• [PROBLEM DETAILS]
Find "async fn test_static_provider_returns_token()" in the records that follow; print that line and each subsequent line through the last one, verbatim and with nothing added.

• [DATA FOR THIS TASK]
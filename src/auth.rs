//! Bearer credentials for the Gmail API
//!
//! The engine treats a credential as an opaque bearer string. Where it comes
//! from is the job of a [`CredentialProvider`]: the OAuth2 installed flow with
//! an on-disk token cache, or a static token handed in by the caller.

use async_trait::async_trait;
use google_gmail1::{hyper_rustls, hyper_util, yup_oauth2};
use std::env;
use std::fmt;
use std::path::Path;

use crate::error::{GmailError, Result};

/// Scopes needed to modify messages and manage labels
pub const REQUIRED_SCOPES: &[&str] = &[
    "https://www.googleapis.com/auth/gmail.modify",
    "https://www.googleapis.com/auth/gmail.labels",
];

/// Environment variable holding a static bearer token
pub const TOKEN_ENV_VAR: &str = "GMAIL_ACCESS_TOKEN";

type Connector = hyper_rustls::HttpsConnector<hyper_util::client::legacy::connect::HttpConnector>;

/// Opaque bearer token
///
/// `Debug` never prints the secret.
#[derive(Clone, PartialEq, Eq)]
pub struct Credential(String);

impl Credential {
    pub fn new(token: impl Into<String>) -> Self {
        Self(token.into())
    }

    pub fn as_str(&self) -> &str {
        &self.0
    }
}

impl fmt::Debug for Credential {
    fn fmt(&self, f: &mut fmt::Formatter<'_>) -> fmt::Result {
        f.debug_tuple("Credential").field(&"<redacted>").finish()
    }
}

/// Source of bearer credentials, queried once per batch
#[async_trait]
pub trait CredentialProvider: Send + Sync {
    /// Obtain a usable credential or fail with [`GmailError::AuthError`]
    async fn get_credential(&self) -> Result<Credential>;
}

/// Credential provider backed by the OAuth2 installed-application flow
///
/// Tokens are persisted to disk and refreshed by the authenticator, so after
/// the first interactive consent no browser round-trip is needed.
pub struct OAuthCredentialProvider {
    auth: yup_oauth2::authenticator::Authenticator<Connector>,
}

impl OAuthCredentialProvider {
    /// Build the authenticator from a `credentials.json` client secret
    ///
    /// # Arguments
    /// * `credentials_path` - Path to the OAuth2 client secret JSON file
    /// * `token_cache_path` - Path where access/refresh tokens are cached
    pub async fn new(credentials_path: &Path, token_cache_path: &Path) -> Result<Self> {
        let secret = yup_oauth2::read_application_secret(credentials_path)
            .await
            .map_err(|e| {
                GmailError::AuthError(format!(
                    "Failed to read credentials from {:?}: {}",
                    credentials_path, e
                ))
            })?;

        if let Some(parent) = token_cache_path.parent() {
            tokio::fs::create_dir_all(parent).await?;
        }

        // HTTPRedirect opens a browser for user authorization
        let auth = yup_oauth2::InstalledFlowAuthenticator::builder(
            secret,
            yup_oauth2::InstalledFlowReturnMethod::HTTPRedirect,
        )
        .persist_tokens_to_disk(token_cache_path)
        .build()
        .await
        .map_err(|e| GmailError::AuthError(format!("Failed to build authenticator: {}", e)))?;

        Ok(Self { auth })
    }
}

#[async_trait]
impl CredentialProvider for OAuthCredentialProvider {
    async fn get_credential(&self) -> Result<Credential> {
        let token = self
            .auth
            .token(REQUIRED_SCOPES)
            .await
            .map_err(|e| GmailError::AuthError(format!("Failed to obtain token: {}", e)))?;

        token
            .token()
            .filter(|t| !t.is_empty())
            .map(Credential::new)
            .ok_or_else(|| GmailError::AuthError("Token response had no access token".to_string()))
    }
}

/// Credential provider returning a fixed token, or failing when none is set
#[derive(Clone, Default)]
pub struct StaticCredentialProvider {
    token: Option<String>,
}

impl StaticCredentialProvider {
    pub fn new(token: Option<String>) -> Self {
        Self {
            token: token.filter(|t| !t.trim().is_empty()),
        }
    }

    /// Read the token from `GMAIL_ACCESS_TOKEN`
    pub fn from_env() -> Self {
        Self::new(env::var(TOKEN_ENV_VAR).ok())
    }

    pub fn is_configured(&self) -> bool {
        self.token.is_some()
    }
}

#[async_trait]
impl CredentialProvider for StaticCredentialProvider {
    async fn get_credential(&self) -> Result<Credential> {
        self.token
            .as_deref()
            .map(Credential::new)
            .ok_or_else(|| GmailError::AuthError("No access token configured".to_string()))
    }
}

/// Restrict the token cache to its owner (0600)
#[cfg(unix)]
pub async fn secure_token_file(path: &Path) -> Result<()> {
    use std::os::unix::fs::PermissionsExt;

    let mut perms = tokio::fs::metadata(path).await?.permissions();
    perms.set_mode(0o600);
    tokio::fs::set_permissions(path, perms).await?;
    Ok(())
}

/// Windows relies on the profile directory ACLs
#[cfg(windows)]
pub async fn secure_token_file(_path: &Path) -> Result<()> {
    Ok(())
}

#[cfg(test)]
mod tests {
    use super::*;
    use tempfile::{NamedTempFile, TempDir};

    #[test]
    fn test_credential_debug_is_redacted() {
        let credential = Credential::new("ya29.secret-token");
        let debug = format!("{:?}", credential);
        assert!(!debug.contains("secret"));
        assert!(debug.contains("redacted"));
        assert_eq!(credential.as_str(), "ya29.secret-token");
    }

    #[tokio::test]
    async fn test_static_provider_returns_token() {
        let provider = StaticCredentialProvider::new(Some("abc".to_string()));
        assert!(provider.is_configured());
        assert_eq!(provider.get_credential().await.unwrap().as_str(), "abc");
    }

    #[tokio::test]
    async fn test_static_provider_without_token_is_auth_error() {
        for token in [None, Some(String::new()), Some("   ".to_string())] {
            let provider = StaticCredentialProvider::new(token);
            assert!(!provider.is_configured());
            let err = provider.get_credential().await.unwrap_err();
            assert!(matches!(err, GmailError::AuthError(_)));
        }
    }

    #[tokio::test]
    async fn test_oauth_provider_missing_secret_file() {
        let dir = TempDir::new().unwrap();
        let result = OAuthCredentialProvider::new(
            &dir.path().join("missing.json"),
            &dir.path().join("token.json"),
        )
        .await;
        match result {
            Err(GmailError::AuthError(msg)) => assert!(msg.contains("Failed to read credentials")),
            Err(other) => panic!("expected AuthError, got {:?}", other),
            Ok(_) => panic!("expected AuthError"),
        }
    }

    #[tokio::test]
    async fn test_secure_token_file() {
        let temp_file = NamedTempFile::new().unwrap();
        tokio::fs::write(temp_file.path(), "{}").await.unwrap();

        secure_token_file(temp_file.path()).await.unwrap();

        #[cfg(unix)]
        {
            use std::os::unix::fs::PermissionsExt;
            let metadata = tokio::fs::metadata(temp_file.path()).await.unwrap();
            assert_eq!(metadata.permissions().mode() & 0o777, 0o600);
        }
    }

    #[test]
    fn test_scopes_constants() {
        assert_eq!(REQUIRED_SCOPES.len(), 2);
        assert!(REQUIRED_SCOPES.contains(&"https://www.googleapis.com/auth/gmail.modify"));
        assert!(REQUIRED_SCOPES.contains(&"https://www.googleapis.com/auth/gmail.labels"));
    }
}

• [THE ANSWER]
    async fn test_static_provider_returns_token() {
        let provider = StaticCredentialProvider::new(Some("abc".to_string()));
        assert!(provider.is_configured());
        assert_eq!(provider.get_credential().await.unwrap().as_str(), "abc");
    }

    #[tokio::test]
    async fn test_static_provider_without_token_is_auth_error() {
        for token in [None, Some(String::new()), Some("   ".to_string())] {
            let provider = StaticCredentialProvider::new(token);
            assert!(!provider.is_configured());
            let err = provider.get_credential().await.unwrap_err();
            assert!(matches!(err, GmailError::AuthError(_)));
        }
    }

    #[tokio::test]
    async fn test_oauth_provider_missing_secret_file() {
        let dir = TempDir::new().unwrap();
        let result = OAuthCredentialProvider::new(
            &dir.path().join("missing.json"),
            &dir.path().join("token.json"),
        )
        .await;
        match result {
            Err(GmailError::AuthError(msg)) => assert!(msg.contains("Failed to read credentials")),
            Err(other) => panic!("expected AuthError, got {:?}", other),
            Ok(_) => panic!("expected AuthError"),
        }
    }

    #[tokio::test]
    async fn test_secure_token_file() {
        let temp_file = NamedTempFile::new().unwrap();
        tokio::fs::write(temp_file.path(), "{}").await.unwrap();

        secure_token_file(temp_file.path()).await.unwrap();

        #[cfg(unix)]
        {
            use std::os::unix::fs::PermissionsExt;
            let metadata = tokio::fs::metadata(temp_file.path()).await.unwrap();
            assert_eq!(metadata.permissions().mode() & 0o777, 0o600);
        }
    }

    #[test]
    fn test_scopes_constants() {
        assert_eq!(REQUIRED_SCOPES.len(), 2);
        assert!(REQUIRED_SCOPES.contains(&"https://www.googleapis.com/auth/gmail.modify"));
        assert!(REQUIRED_SCOPES.contains(&"https://www.googleapis.com/auth/gmail.labels"));
    }
}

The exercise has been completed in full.